Qualified health care practitioners can help you set and achieve health goals, to reduce your risk. Here are some tips to start protecting your heart.

Eat Right: Research shows that making the right diet choices can make a big difference. Include soluble whole fibers such as oats and barley. Soluble fiber helps keep cholesterol in check. Magnesium-filled leafy greens, beans and nuts can lower blood pressure and most importantly, reducing sodium in all forms (especially processed foods) helps some people lower blood pressure.

A diet packed with colorful fruits and veggies provides heart-helping antioxidants and essential nutrients. Both the Mediterranean diet and the DASH diet (Dietary Approaches to Stop Hypertension) offer guidelines to heart-healthy eating, encouraging whole foods and fiber and limiting saturated and trans fats. However, goods fats such as olive oil and fish oil can help with blood pressure and may reduce the damage cholesterol can do to arteries.

Get Moving: Exercise is just as important as a good diet. Daily exercise has many benefits for your heart. Weight loss, healthy cholesterol and blood pressure levels, and stress reduction all have direct, positive effects on heart health. These can all be achieved through exercise. If you haven’t exercised in a while, consult with your health care practitioner first about what you can do.

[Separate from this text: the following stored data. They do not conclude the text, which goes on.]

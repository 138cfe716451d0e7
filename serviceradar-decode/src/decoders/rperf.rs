//! Rperf throughput-test decoder.

use serde::{Deserialize, Serialize};
use serviceradar_common::{service_device_id, CoreError, MetricType, Result, TimeseriesMetric};

use crate::decoders::{DecodeContext, DecodeOutput};

#[derive(Debug, Clone, Deserialize, Serialize)]
pub struct RperfMetric {
    #[serde(default)]
    pub bits_per_second: f64,
    #[serde(default)]
    pub jitter_ms: f64,
    #[serde(default)]
    pub loss_percent: f64,
    #[serde(default)]
    pub response_time_ns: i64,
    #[serde(default)]
    pub bytes_received: i64,
}

#[derive(Debug, Clone, Deserialize, Serialize)]
pub struct RperfResult {
    pub target: String,
    #[serde(default)]
    pub success: bool,
    #[serde(default)]
    pub error: Option<String>,
    #[serde(default)]
    pub status: RperfMetric,
}

impl Default for RperfMetric {
    fn default() -> Self {
        Self {
            bits_per_second: 0.0,
            jitter_ms: 0.0,
            loss_percent: 0.0,
            response_time_ns: 0,
            bytes_received: 0,
        }
    }
}

#[derive(Debug, Clone, Deserialize, Serialize)]
pub struct RperfStatus {
    #[serde(default)]
    pub results: Vec<RperfResult>,
    #[serde(default)]
    pub timestamp: i64,
}

#[derive(Debug, Clone, Deserialize, Serialize)]
pub struct RperfPayload {
    #[serde(default)]
    pub available: bool,
    #[serde(default)]
    pub response_time: Option<i64>,
    pub status: RperfStatus,
}

pub fn decode(ctx: &DecodeContext, message: &[u8]) -> Result<DecodeOutput> {
    let payload: RperfPayload = serde_json::from_slice(message)
        .map_err(|e| CoreError::decode("rperf", e.to_string()))?;

    let device_id = service_device_id("agent", &ctx.agent_id);
    let mut output = DecodeOutput::default();

    for result in &payload.status.results {
        if !result.success {
            continue;
        }

        let metadata = serde_json::to_string(&result.status).unwrap_or_default();
        let bandwidth_mbps = result.status.bits_per_second / 1_000_000.0;

        let metrics = [
            (
                format!("rperf_{}_bandwidth_mbps", result.target),
                format!("{bandwidth_mbps:.2}"),
            ),
            (
                format!("rperf_{}_jitter_ms", result.target),
                format!("{:.2}", result.status.jitter_ms),
            ),
            (
                format!("rperf_{}_loss_percent", result.target),
                format!("{:.1}", result.status.loss_percent),
            ),
            (
                format!("rperf_{}_response_time_ns", result.target),
                result.status.response_time_ns.to_string(),
            ),
        ];

        for (name, value) in metrics {
            output.metrics.push(TimeseriesMetric {
                poller_id: ctx.poller_id.clone(),
                target_device_ip: result.target.clone(),
                device_id: device_id.clone(),
                partition: ctx.partition.clone(),
                if_index: 0,
                name,
                metric_type: MetricType::Rperf,
                value,
                timestamp: ctx.timestamp,
                metadata: metadata.clone(),
            });
        }
    }

    Ok(output)
}
//! ICMP decoder.

use std::collections::HashMap;

use serde::Deserialize;
use serviceradar_common::{service_device_id, CoreError, DeviceUpdate, MetricType, Result, TimeseriesMetric};

use crate::decoders::{DecodeContext, DecodeOutput};

#[derive(Debug, Deserialize)]
struct IcmpPayload {
    host: String,
    response_time: i64,
    #[serde(default)]
    packet_loss: f64,
    available: bool,
    #[serde(default)]
    device_id: Option<String>,
}

/// Decode one ICMP probe result.
///
/// An empty `agent_id` leaves no anchor device to attribute the metric to,
/// so the record is dropped entirely — no metric, no device update.
pub fn decode(ctx: &DecodeContext, message: &[u8]) -> Result<DecodeOutput> {
    if ctx.agent_id.is_empty() {
        return Ok(DecodeOutput::default());
    }

    let payload: IcmpPayload = serde_json::from_slice(message)
        .map_err(|e| CoreError::decode("icmp", e.to_string()))?;

    let device_id = service_device_id("agent", &ctx.agent_id);
    let target_device_id = payload
        .device_id
        .clone()
        .unwrap_or_else(|| DeviceUpdate::provisional_id(&ctx.partition, &payload.host));

    let mut metadata = HashMap::new();
    metadata.insert("target_host".to_string(), payload.host.clone());
    metadata.insert("target_device_id".to_string(), target_device_id);
    metadata.insert("packet_loss".to_string(), payload.packet_loss.to_string());
    metadata.insert("available".to_string(), payload.available.to_string());

    let response_time_ms = payload.response_time as f64 / 1_000_000.0;

    let mut output = DecodeOutput::default();
    output.metrics.push(TimeseriesMetric {
        poller_id: ctx.poller_id.clone(),
        target_device_ip: payload.host,
        device_id,
        partition: ctx.partition.clone(),
        if_index: 0,
        name: format!("icmp_{}_response_time_ms", ctx.service_name),
        metric_type: MetricType::Icmp,
        value: format!("{response_time_ms:.3}"),
        timestamp: ctx.timestamp,
        metadata: serde_json::to_string(&metadata).unwrap_or_default(),
    });
    Ok(output)
}

#[cfg(test)]
mod tests {
    use super::*;

    fn ctx(agent_id: &str) -> DecodeContext {
        DecodeContext {
            poller_id: "k8s-poller".to_string(),
            agent_id: agent_id.to_string(),
            partition: "default".to_string(),
            source_ip: "10.0.0.10".to_string(),
            timestamp: 1_700_000_000_000,
            service_name: "ping".to_string(),
        }
    }

    const PAYLOAD: &[u8] =
        br#"{"host":"8.8.8.8","response_time":10000000,"packet_loss":0,"available":true}"#;

    #[test]
    fn empty_agent_id_drops_the_record() {
        let output = decode(&ctx(""), PAYLOAD).unwrap();
        assert!(output.metrics.is_empty());
        assert!(output.device_updates.is_empty());
    }

    #[test]
    fn attributes_metric_to_the_agent_service_device() {
        let output = decode(&ctx("k8s-agent"), PAYLOAD).unwrap();
        assert_eq!(output.metrics.len(), 1);
        assert_eq!(output.metrics[0].device_id, "serviceradar:agent:k8s-agent");
        assert_eq!(output.metrics[0].target_device_ip, "8.8.8.8");
        assert_eq!(output.metrics[0].name, "icmp_ping_response_time_ms");
        assert_eq!(output.metrics[0].value, "10.000");
        assert!(output.device_updates.is_empty());
    }
}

Extra Help: In addition to a healthy diet and exercise, supplements can offer further support for a healthy heart and circulatory system. Again, consult with a knowledgeable health care practitioner about these supplements before taking them.

  • Coenzyme Q10: Improves energy delivery to the heart by appearing to reduce the formation of artery-blocking plaques. CoQ10 may have blood thinning properties, so consult with your doctor if you are on blood thinning medications.
  • Niacin: Also known as Vitamin B3, it reduces LDL (lousy cholesterol) and triglycerides, while increasing HDL (healthy cholesterol). Niacin can cause flushing in some people.
  • Fish Oil: Reduces inflammation and improves cholesterol levels.
  • Hawthorn: In a recent study, people who had congestive heart failure were able to exercise with less shortness of breath while taking hawthorn.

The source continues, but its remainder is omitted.